# Cross Dowels



## Kelly Rittgers (Aug 6, 2010)

I want to install some 1/4 x 20 cross dowels and bolts. This is really dumb. Do you drill the 1/4 inch hole centered in the 3/4 inch wood?

Hope this question can be understood.

KR


----------



## kp91 (Sep 10, 2004)

yep. I've used them for a laundry sorting table I built out of melamine panels, not that hard to install. If you're using them in 3/4 stock, the cross dowel is probably going to go all the way through, or close too it. Be carefull drilling


----------



## CharleyL (Feb 28, 2009)

You are going to need a dowel drilling jig or a good setup in a drill press to be able to align the dowel holes in the two parts accurately. Centering these holes isn't important, so long as the mating holes are referenced to the same side surface of the parts accurately. There are many dowel drilling jigs on the market ranging from about $30 to hundreds. I have this one 1000 DOWEL JIG search=dowel%20jig&searchmode=2 . This jig is self centering, so it isn't as important to reference off the same side of your work. Holes in the sides of the jig have alignment marks to let you line up the jig with position marks on your boards. Then you just drill the hole down through the jig.

Charley


----------



## CanuckGal (Nov 26, 2008)

I use this dowel jig from Wolfcraft. It works accurately and simply. No fancy measuring or setup. I built my first closet with it and am currently working on the second one. For 10.00 it's one of the best tools I own!


----------



## gregW (Mar 14, 2007)

CanuckGal said:


> I use this dowel jig from Wolfcraft. It works accurately and simply. No fancy measuring or setup. I built my first closet with it and am currently working on the second one. For 10.00 it's one of the best tools I own!


Deb,
Thanks for the tip...that looks like a neat jig at a fair price!

Kelly,
the cross dowel specs should dictate if the hole needs to be centered in the stock.


----------



## bobj3 (Jan 17, 2006)

Hi KR

My router tables are put together with that type of fastener, it's a very simple way..and very strong.. 

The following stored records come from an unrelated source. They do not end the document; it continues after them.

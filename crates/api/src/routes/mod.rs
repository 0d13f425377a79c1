pub mod admin;
pub mod categories;
pub mod health;
pub mod launches;
pub mod projects;

use axum::routing::get;
use axum::Router;

use crate::handlers;
use crate::state::AppState;

/// Build the `/api/v1` route tree.
///
/// Route hierarchy:
///
/// ```text
/// /launches/policy                     capacity policy and today's windows
/// /launches/availability               availability for ?start=&end=
/// /launches/availability/{tier}        availability over a tier's window
/// /launches/user-limit                 per-user limit check (auth)
/// /launches                            schedule (POST, auth)
/// /launches/day                        launches of a day
/// /launches/winners                    podium of a finished day
/// /launches/leaderboard                monthly leaderboard
/// /launches/{id}                       get
/// /launches/{id}/upvote                caller's upvote (GET), toggle (POST), auth
///
/// /projects                            create draft (POST, auth)
/// /projects/{id}                       get with launch and categories
///
/// /categories                          categories with project counts
/// /categories/{id}/projects            live and launched projects (?sort=&limit=)
///
/// /me/projects                         caller's projects (auth)
///
/// /admin/stats                         launch and project totals (admin)
/// ```
pub fn api_routes() -> Router<AppState> {
    Router::new()
        .nest("/launches", launches::router())
        .nest("/projects", projects::router())
        .nest("/categories", categories::router())
        .nest("/admin", admin::router())
        .route("/me/projects", get(handlers::projects::list_my_projects))
}
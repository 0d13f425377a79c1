//! Shared application router builder.
//!
//! Provides [`build_app_router`] so both the production binary (`main.rs`)
//! and integration tests (`tests/common/mod.rs`) use the exact same
//! middleware stack.

use std::time::Duration;

use axum::http::header::{AUTHORIZATION, CONTENT_TYPE};
use axum::http::{HeaderName, Method, StatusCode};
use axum::Router;
use tower_http::catch_panic::CatchPanicLayer;
use tower_http::cors::CorsLayer;
use tower_http::request_id::{MakeRequestUuid, PropagateRequestIdLayer, SetRequestIdLayer};
use tower_http::timeout::TimeoutLayer;
use tower_http::trace::{DefaultMakeSpan, DefaultOnResponse, TraceLayer};
use tracing::Level;

use crate::config::ServerConfig;
use crate::routes;
use crate::state::AppState;

/// Build the full application [`Router`] with all middleware layers.
///
/// The middleware stack is applied bottom-up:
///
/// 1. CORS
/// 2. Set request ID on incoming requests
/// 3. Structured request/response tracing
/// 4. Propagate request ID to response
/// 5. Request timeout
/// 6. Panic recovery (catch panics, return 500)
pub fn build_app_router(state: AppState, config: &ServerConfig) -> Router {
    let cors = build_cors_layer(config);
    let request_id_header = HeaderName::from_static("x-request-id");

    Router::new()
        // Health check at root level (not under /api/v1).
        .merge(routes::health::router())
        // API v1 routes.
        .nest("/api/v1", routes::api_routes())
        // -- Middleware stack (applied bottom-up) --
        .layer(CatchPanicLayer::new())
        .layer(TimeoutLayer::with_status_code(
            StatusCode::REQUEST_TIMEOUT,
            Duration::from_secs(config.request_timeout_secs),
        ))
        .layer(PropagateRequestIdLayer::new(request_id_header.clone()))
        .layer(
            TraceLayer::new_for_http()
                .make_span_with(DefaultMakeSpan::new().level(Level::INFO))
                .on_response(DefaultOnResponse::new().level(Level::INFO)),
        )
        .layer(SetRequestIdLayer::new(request_id_header, MakeRequestUuid))
        .layer(cors)
        .with_state(state)
}

/// Build the CORS middleware layer from server configuration.
///
/// Panics at startup if any configured origin is invalid so that
/// misconfiguration fails fast.
pub fn build_cors_layer(config: &ServerConfig) -> CorsLayer {
    let origins: Vec<_> = config
        .cors_origins
        .iter()
        .map(|o| {
            o.parse()
                .unwrap_or_else(|e| panic!("Invalid CORS origin '{o}': {e}"))
        })
        .collect();

    CorsLayer::new()
        .allow_origin(origins)
        .allow_methods([Method::GET, Method::POST])
        .allow_headers([CONTENT_TYPE, AUTHORIZATION])
        .allow_credentials(true)
        .max_age(Duration::from_secs(3600))
}
use axum::extract::State;
use axum::{routing::get, Json, Router};
use serde::Serialize;

use crate::state::AppState;

/// Health check response payload.
#[derive(Serialize)]
pub struct HealthResponse {
    /// Overall service status.
    pub status: &'static str,
    /// Crate version from Cargo.toml.
    pub version: &'static str,
    /// Whether the database is reachable.
    pub db_healthy: bool,
}

/// GET /health -- returns service and database health.
async fn health_check(State(state): State<AppState>) -> Json<HealthResponse> {
    let db_healthy = openlaunch_db::health_check(&state.pool).await.is_ok();

    let status = if db_healthy { "ok" } else { "degraded" };

    Json(HealthResponse {
        status,
        version: env!("CARGO_PKG_VERSION"),
        db_healthy,
    })
}

/// Mount health check routes (root level, not under `/api/v1`).
pub fn router() -> Router<AppState> {
    Router::new().route("/health", get(health_check))
}
//! Category rows.

use serde::Serialize;
use sqlx::FromRow;
use openlaunch_core::types::DbId;

/// A row from the `categories` table.
#[derive(Debug, Clone, PartialEq, Eq, FromRow, Serialize)]
pub struct Category {
    pub id: String,
    pub name: String,
}

/// A category with the number of its projects that are live or launched.
#[derive(Debug, Clone, PartialEq, Eq, FromRow, Serialize)]
pub struct CategorySummary {
    pub id: String,
    pub name: String,
    pub project_count: i64,
}

/// A category joined to one of its projects.
#[derive(Debug, Clone, FromRow)]
pub struct ProjectCategoryRow {
    pub project_id: DbId,
    #[sqlx(flatten)]
    pub category: Category,
}
//! In-process event bus backed by a `tokio::sync::broadcast` channel.
//!
//! [`EventBus`] is the publish/subscribe hub for [`PlatformEvent`]s.
//! It is shared via `Arc<EventBus>` across the application.

use chrono::{DateTime, Utc};
use openlaunch_core::launch::LaunchRecord;
use openlaunch_core::types::DbId;
use serde::{Deserialize, Serialize};
use tokio::sync::broadcast;

/// Event type published after a launch has been committed.
pub const LAUNCH_SCHEDULED: &str = "launch.scheduled";

// ---------------------------------------------------------------------------
// PlatformEvent
// ---------------------------------------------------------------------------

/// A domain event that occurred on the platform.
///
/// Constructed via [`PlatformEvent::new`] and enriched with the builder
/// methods [`with_source`](PlatformEvent::with_source),
/// [`with_actor`](PlatformEvent::with_actor), and
/// [`with_payload`](PlatformEvent::with_payload).
#[derive(Debug, Clone, Serialize, Deserialize)]
pub struct PlatformEvent {
    /// Dot-separated event name, e.g. `"launch.scheduled"`.
    pub event_type: String,

    /// Optional source entity kind (e.g. `"launch"`).
    pub source_entity_type: Option<String>,

    /// Optional source entity database id.
    pub source_entity_id: Option<DbId>,

    /// Optional id of the user that triggered the event.
    pub actor_user_id: Option<DbId>,

    /// Free-form JSON payload carrying event-specific data.
    pub payload: serde_json::Value,

    /// When the event was created (UTC).
    pub timestamp: DateTime<Utc>,
}

impl PlatformEvent {
    /// Create a new event with only the required `event_type`.
    pub fn new(event_type: impl Into<String>) -> Self {
        Self {
            event_type: event_type.into(),
            source_entity_type: None,
            source_entity_id: None,
            actor_user_id: None,
            payload: serde_json::Value::Object(Default::default()),
            timestamp: Utc::now(),
        }
    }

    /// A `launch.scheduled` event for a freshly committed launch.
    ///
    /// The payload carries what a notification needs to describe the
    /// launch without another database round trip.
    pub fn launch_scheduled(
        launch: &LaunchRecord,
        project_name: &str,
        project_slug: &str,
        website_url: &str,
    ) -> Self {
        Self::new(LAUNCH_SCHEDULED)
            .with_source("launch", launch.id)
            .with_actor(launch.created_by)
            .with_payload(serde_json::json!({
                "project_id": launch.project_id,
                "project_name": project_name,
                "project_slug": project_slug,
                "website_url": website_url,
                "tier": launch.tier,
                "scheduled_date": launch.scheduled_date,
            }))
    }

    /// Attach a source entity to the event.
    pub fn with_source(mut self, entity_type: impl Into<String>, entity_id: DbId) -> Self {
        self.source_entity_type = Some(entity_type.into());
        self.source_entity_id = Some(entity_id);
        self
    }

    /// Attach the acting user to the event.
    pub fn with_actor(mut self, user_id: DbId) -> Self {
        self.actor_user_id = Some(user_id);
        self
    }

    /// Set the JSON payload for the event.
    pub fn with_payload(mut self, payload: serde_json::Value) -> Self {
        self.payload = payload;
        self
    }
}

// ---------------------------------------------------------------------------
// EventBus
// ---------------------------------------------------------------------------

/// Default buffer capacity for the broadcast channel.
const DEFAULT_CAPACITY: usize = 256;

/// In-process fan-out event bus.
///
/// Wraps a [`broadcast::Sender`] so that any number of subscribers can
/// independently receive every published [`PlatformEvent`].
///
/// ```rust
/// use openlaunch_events::bus::{EventBus, PlatformEvent};
///
/// let bus = EventBus::default();
/// let mut rx = bus.subscribe();
///
/// bus.publish(PlatformEvent::new("launch.scheduled"));
/// ```
pub struct EventBus {
    sender: broadcast::Sender<PlatformEvent>,
}

impl EventBus {
    /// Create a bus with a specific channel capacity.
    ///
    /// When the buffer is full the oldest un-consumed messages are dropped
    /// and slow receivers observe `RecvError::Lagged`.
    pub fn new(capacity: usize) -> Self {
        let (sender, _) = broadcast::channel(capacity);
        Self { sender }
    }

    /// Publish an event to all current subscribers.
    ///
    /// With no active subscribers the event is dropped.
    pub fn publish(&self, event: PlatformEvent) {
        // SendError only means there are zero receivers.
        let _ = self.sender.send(event);
    }

    /// Subscribe to all events published on this bus.
    pub fn subscribe(&self) -> broadcast::Receiver<PlatformEvent> {
        self.sender.subscribe()
    }
}

impl Default for EventBus {
    fn default() -> Self {
        Self::new(DEFAULT_CAPACITY)
    }
}

// ---------------------------------------------------------------------------
// Tests
// ---------------------------------------------------------------------------
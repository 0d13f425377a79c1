//! Availability calculator over a [`LaunchStore`].

use std::sync::Arc;

use openlaunch_core::availability::{build_daily_availability, validate_range, DailyAvailability};
use openlaunch_core::capacity::SlotCapacityPolicy;
use openlaunch_core::launch::LaunchTier;
use openlaunch_core::types::LaunchDate;

use crate::error::ScheduleError;
use crate::store::LaunchStore;

/// Computes remaining slots per tier for each day of a date range.
///
/// Read-only. Results are rebuilt from the store on every call.
#[derive(Clone)]
pub struct AvailabilityCalculator {
    policy: Arc<SlotCapacityPolicy>,
    store: Arc<dyn LaunchStore>,
}

impl AvailabilityCalculator {
    pub fn new(policy: Arc<SlotCapacityPolicy>, store: Arc<dyn LaunchStore>) -> Self {
        Self { policy, store }
    }

    /// One entry per calendar day in `[start, end]`, ascending.
    ///
    /// The range is not checked against any tier window.
    pub async fn availability(
        &self,
        start: LaunchDate,
        end: LaunchDate,
    ) -> Result<Vec<DailyAvailability>, ScheduleError> {
        validate_range(start, end).map_err(|e| ScheduleError::InvalidRequest(e.to_string()))?;

        let usage = self.store.slot_usage(start, end).await?;
        let days = build_daily_availability(&self.policy, start, end, &usage);

        for day in days.iter().filter(|d| d.overbooked) {
            tracing::warn!(date = %day.date, "Launch day holds more committed launches than its capacity");
        }

        Ok(days)
    }

    /// Availability across `tier`'s own scheduling window as seen from `today`.
    pub async fn availability_for_tier(
        &self,
        tier: LaunchTier,
        today: LaunchDate,
    ) -> Result<Vec<DailyAvailability>, ScheduleError> {
        let window = self.policy.window_for(tier, today);
        self.availability(window.earliest, window.latest).await
    }
}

http://www.routerforums.com/attachm...rio-router-table-system-orange-cabinet-1a.jpg
http://www.routerforums.com/table-m...strio-router-table-system-orange-cabinet.html
========


----------



## bobj3 (Jan 17, 2006)

Hi

Just one more jig for doing dowels or drilling holes dead one center.


http://books.google.com/books?id=iw...AEwAA#v=onepage&q=coastal dowel magic&f=false
=========


----------



## Kelly Rittgers (Aug 6, 2010)

That is a good reply. The first illustration is just like the cross dowels I plan to use. I think it will go ok.

They seem strong. Nice photos. Thanks.

KR


----------



## ThadT (Jul 5, 2010)

Use dry dowels in conjunction for alignment and strength purposes when you can.


----------



## gav (Oct 12, 2009)

A lot of Ikea furniture uses these cross dowels and generally they go through the mortice and tenon joint. The joint provides the alignment and strength and the cross dowel just holds the joint together.


----------



## Quillman (Aug 16, 2010)

Probably, most likely, way too late.
Finally conquered the x-dowel intersect problem.
See link. If inexplicable, can foward instructions.
First jpg outlines the drilling schedule.
Expensive but miss a few holes (5/8 tries, e.g.) and it will pay for itself.
Might be enough pix & text there for you to make a simple copy.


----------



## Lime113 (Jan 6, 2021)

Old topic, some people not around anymore, though - Can anyone help me to understand the jig because I cannot fully see how to use it.

Is the rod following the hole of the screw and the punch representing the hole punched (the nut)? The adjustability of the lever represent cener of the screw (thickness of material)?
The reference area between jig and hole for screw seems very small but maybe not an issue (due to rod) to get a good alignment of the hole for nut...? 

Link to wayback machine


Cross Dowel Locator


----------



## old55 (Aug 11, 2013)

Welcome to the forum @Lime113.

If you don’t get a reply I would suggest starting a new thread where it may be picked up quicker.


----------



## Lime113 (Jan 6, 2021)

old55 said:


> Welcome to the forum @Lime113.
> 
> If you don’t get a reply I would suggest starting a new thread where it may be picked up quicker.


Thank you Old55  I re-read Pat's old jig-book and found some more clarifications, it helped.
Though I think there could be a need of aligning in more ways.

A swedish woodworker explained how he does X-dowels like this








Den halvstora jiggbyggestråden


Oj, jag måste börja bygga snyggare jiggar!




www.byggahus.se





He adds some play to the equation and red is important alignment surfaces.


----------